The Bushnell BackTrack Point-5 allows you to mark up to five different locations at a time. Just go outdoors (it doesn't work well indoors) turn the power on, give it a couple of seconds to locate the GPS satellites, and press the Mark key. Now you will be able to navigate back to that location. It has five icons that you can assign. One is a little house, a car, a star, a flag, and a bullseye. To mark another location, turn it on if it isn't already, and hit the power button to advance to the next icon, then press the Mark button for a couple of seconds until it shows that it has set the location.

When you want to find your way back to any of your saved locations, you turn on the BackTrack, scroll through the different points if necessary to find the one you want. It shows an arrow pointing back to that location, with distance. For distances under 1000 yards, it shows the number of yards. For distances over 1000 yards, it shows tenths of miles. You can switch to meters and kilometers if you prefer. As you move, it updates to show you how far you are from your destination point.

What it doesn't show you is a map. No, this just points in the direction of where the saved location is relative to where you are now. It's up to you to pick your way there safely. There may be a pool of piranha in between you and your saved location. You will have to find your own way around that. All this does is keep pointing which way your destination is and how far you are from it.

Digital Compass - Altimeter - Thermometer

All screens show the time of day, which is determined by the GPS satellites. The Mark button doubles as the backlight button.

A second screen shows a digital compass, with your present coordinates. This could be useful for orienteering or geocaching. However, you can't enter coordinates to set a location, so it is not a great device for those sports.

The third screen has an altimeter showing your elevation above sea level (or, presumably, below it if you are visiting the Dead Sea or Death Valley). It also shows the temperature. I had a problem with this, as carrying it in my hand seemed to warm it up to body temperature. I know it was only about 70F outside when I went walking, but the BackTrack was reading a balmy 80F to a roasting 90F. Maybe I just have hot hands, but I wouldn't trust the temperature unless you hadn't been holding it.

How to Get Lost Despite Using the Bushnell BackTrack

Here is your big chance to make a mistake. Let's say you are staying at a hotel and you first mark your room as a location with the little house icon. I have trouble remembering my room number since the keycards don't have it on them. You go to your rental car and head out to a popular trailhead, parking your unfamiliar car in a large, crowded parking lot. You want to set your car location so you can find it. You turn on the BackTrack with the power button, showing the screen with the house icon location of your hotel room. But instead of hitting the power button again to progress to the car icon and set that mark, you press the mark button again on the house icon for a couple of seconds. This sets the house icon for the car location and erases what you have stored in your hotel room location.

This is not a fatal problem as you can probably ask the desk clerk what your room number was. But if you are on the trail and marking points along the way, you could overwrite the trailhead location by mistake. Be careful.

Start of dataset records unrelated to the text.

//! SkillSwap Registry CLI
//!
//! Query the registry and send writes from the command line. Reads print JSON;
//! writes wait for confirmation and print the explorer link.

use anyhow::{bail, Context, Result};
use clap::{Parser, Subcommand};
use registry_adapter::{split_skills, RegistryAdapter, TxHandle, TxStatus};
use registry_config::{load_config, RegistryConfig};
use serde::Serialize;
use std::path::PathBuf;
use tracing::info;
use tracing_subscriber::EnvFilter;
use types::{Address, ListingId, ProposalId};

#[derive(Parser)]
#[command(name = "registry_cli")]
#[command(about = "Read and write the SkillSwap registry")]
struct Args {
    /// Configuration file path (defaults to config/skillswap.toml if present)
    #[arg(short, long)]
    config: Option<PathBuf>,

    /// Enable debug logging
    #[arg(short, long)]
    debug: bool,

    #[command(subcommand)]
    command: Command,
}

#[derive(Subcommand)]
enum Command {
    /// Print the effective configuration, key redacted
    ShowConfig,
    /// Resolve the registry id to its contract address
    Resolve,
    /// All active listings
    Listings,
    /// Active listings created by an address
    ListingsBy { creator: String },
    /// Proposals where an address is proposer or acceptor
    ProposalsBy { participant: String },
    /// Raw user record
    User { address: String },
    /// Profile view: user, listings, proposals, tokens
    Profile { address: String },
    /// Achievement tokens held by an address
    Tokens {
        owner: String,
        /// Keep only tokens whose current owner is still `owner`
        #[arg(long)]
        verify: bool,
    },
    /// Register the signer
    Register {
        name: String,
        /// Comma-separated skills offered
        #[arg(long, default_value = "")]
        offered: String,
        /// Comma-separated skills wanted
        #[arg(long, default_value = "")]
        wanted: String,
    },
    /// Create a skill listing
    CreateListing {
        offered: String,
        wanted: String,
        description: String,
        /// Register under the default display name first if needed
        #[arg(long)]
        ensure_registered: bool,
    },
    /// Propose a barter against a listing
    Propose { listing_id: u64, proposal: String },
    /// Accept a barter proposal
    Accept { proposal_id: u64 },
    /// Mark a barter as completed
    Complete { proposal_id: u64 },
    /// Raise a dispute on a barter
    Dispute { proposal_id: u64, reason: String },
}

#[tokio::main]
async fn main() -> Result<()> {
    let args = Args::parse();
    let config = load_config(args.config.as_deref())?;
    init_logging(&config, args.debug)?;

    info!("🚀 SkillSwap registry CLI");
    let adapter = RegistryAdapter::new(config.clone())?;

    let result = run(&adapter, &config, args.command).await;
    info!("📊 Read metrics: {:?}", adapter.metrics());
    result
}

fn init_logging(config: &RegistryConfig, debug: bool) -> Result<()> {
    let default_directive = if debug {
        "registry_adapter=debug,codec=debug".to_string()
    } else {
        config.logging.level.clone()
    };
    let filter = EnvFilter::try_from_default_env()
        .or_else(|_| EnvFilter::try_new(&default_directive))
        .context("Invalid log filter")?;

    let builder = tracing_subscriber::fmt()
        .with_env_filter(filter)
        .with_writer(std::io::stderr);
    if config.logging.json {
        builder.json().init();
    } else {
        builder.init();
    }
    Ok(())
}

async fn run(adapter: &RegistryAdapter, config: &RegistryConfig, command: Command) -> Result<()> {
    let lifecycle = adapter.lifecycle();

    match command {
        Command::ShowConfig => {
            println!("{}", config.to_toml_string()?);
            Ok(())
        }
        Command::Resolve => match adapter.resolve().await {
            Some(address) => {
                println!("{} -> {}", config.registry.contract_id, address);
                Ok(())
            }
            None => bail!("Could not resolve registry {}", config.registry.contract_id),
        },
        Command::Listings => print_json(&adapter.active_listings().await),
        Command::ListingsBy { creator } => {
            print_json(&adapter.listings_by_creator(parse_address(&creator)?).await)
        }
        Command::ProposalsBy { participant } => {
            print_json(&adapter.proposals_by_participant(parse_address(&participant)?).await)
        }
        Command::User { address } => print_json(&adapter.user(parse_address(&address)?).await),
        Command::Profile { address } => {
            print_json(&adapter.profile(parse_address(&address)?).await)
        }
        Command::Tokens { owner, verify } => {
            let owner = parse_address(&owner)?;
            let tokens = if verify {
                adapter.verified_owned_tokens(owner).await
            } else {
                adapter.owned_tokens(owner).await
            };
            print_json(&tokens)
        }
        Command::Register {
            name,
            offered,
            wanted,
        } => {
            let handle = lifecycle
                .register_user(&name, split_skills(&offered), split_skills(&wanted))
                .await;
            finish(handle).await
        }
        Command::CreateListing {
            offered,
            wanted,
            description,
            ensure_registered,
        } => {
            let handle = if ensure_registered {
                lifecycle
                    .create_listing_ensuring_registered(&offered, &wanted, &description)
                    .await
            } else {
                lifecycle
                    .create_skill_listing(&offered, &wanted, &description)
                    .await
            };
            finish(handle).await
        }
        Command::Propose {
            listing_id,
            proposal,
        } => {
            let listing_id = ListingId::new_validated(listing_id)?;
            finish(lifecycle.create_barter_proposal(listing_id, &proposal).await).await
        }
        Command::Accept { proposal_id } => {
            let proposal_id = ProposalId::new_validated(proposal_id)?;
            finish(lifecycle.accept_barter_proposal(proposal_id).await).await
        }
        Command::Complete { proposal_id } => {
            let proposal_id = ProposalId::new_validated(proposal_id)?;
            finish(lifecycle.mark_barter_completed(proposal_id).await).await
        }
        Command::Dispute {
            proposal_id,
            reason,
        } => {
            let proposal_id = ProposalId::new_validated(proposal_id)?;
            finish(lifecycle.raise_dispute(proposal_id, &reason).await).await
        }
    }
}

fn parse_address(input: &str) -> Result<Address> {
    input
        .parse()
        .with_context(|| format!("Invalid address {}", input))
}

fn print_json<T: Serialize>(value: &T) -> Result<()> {
    println!("{}", serde_json::to_string_pretty(value)?);
    Ok(())
}

/// Wait for the terminal state and report it
async fn finish(handle: TxHandle) -> Result<()> {
    if let Some(hash) = handle.hash() {
        info!("⏳ Waiting for {} {}", handle.function(), hash);
    }

    let status = handle.wait().await;
    if let Some(link) = handle.explorer_link() {
        println!("{}", link);
    }

    match status {
        TxStatus::Confirmed { hash, block } => {
            println!(
                "{} confirmed in block {}: {}",
                handle.function(),
                block.map_or_else(|| "?".to_string(), |b| b.to_string()),
                hash
            );
            Ok(())
        }
        TxStatus::Failed { reason, .. } => bail!("{} failed: {}", handle.function(), reason),
        other => bail!("{} ended in unexpected state {}", handle.function(), other),
    }
}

Is the BackTrack What You Really Want?

I see the BackTrack as having fairly specific uses. It's what you want when you literally just want to find your way back to a previously visited location.

What you can't do with it:
- Set a location that you aren't standing in.
- Find your way to a place you didn't previously visit and set as a location.
- Use indoors.
- Use to find a moving object, such as a person. Or, if they steal your car, you can find your way to where it was parked. But dude, the car is gone.
- Signal for help.
- Figure out how to get from where you are to the location you set to get back to. It doesn't have any maps.

If you want to do any of that, then you need a different kind of GPS or a cell phone app.

Bottom Line on the Bushnell BackTrack

I like that it works wherever you can pick up a GPS signal, in comparison to a cell phone app that may not work if you are out of cell phone and Wi-Fi range. I love the simplicity of using it. It is very easy to figure out and something you can use a few times put it away for weeks, and still remember how to operate. I really love a gizmo that helps me find my car, I can see taking this along on hikes in addition to a good trail map, It is always wise to have a compass, and great to have an arrow pointing back the right way. Just use your own good judgment about navigating back and avoiding hazards.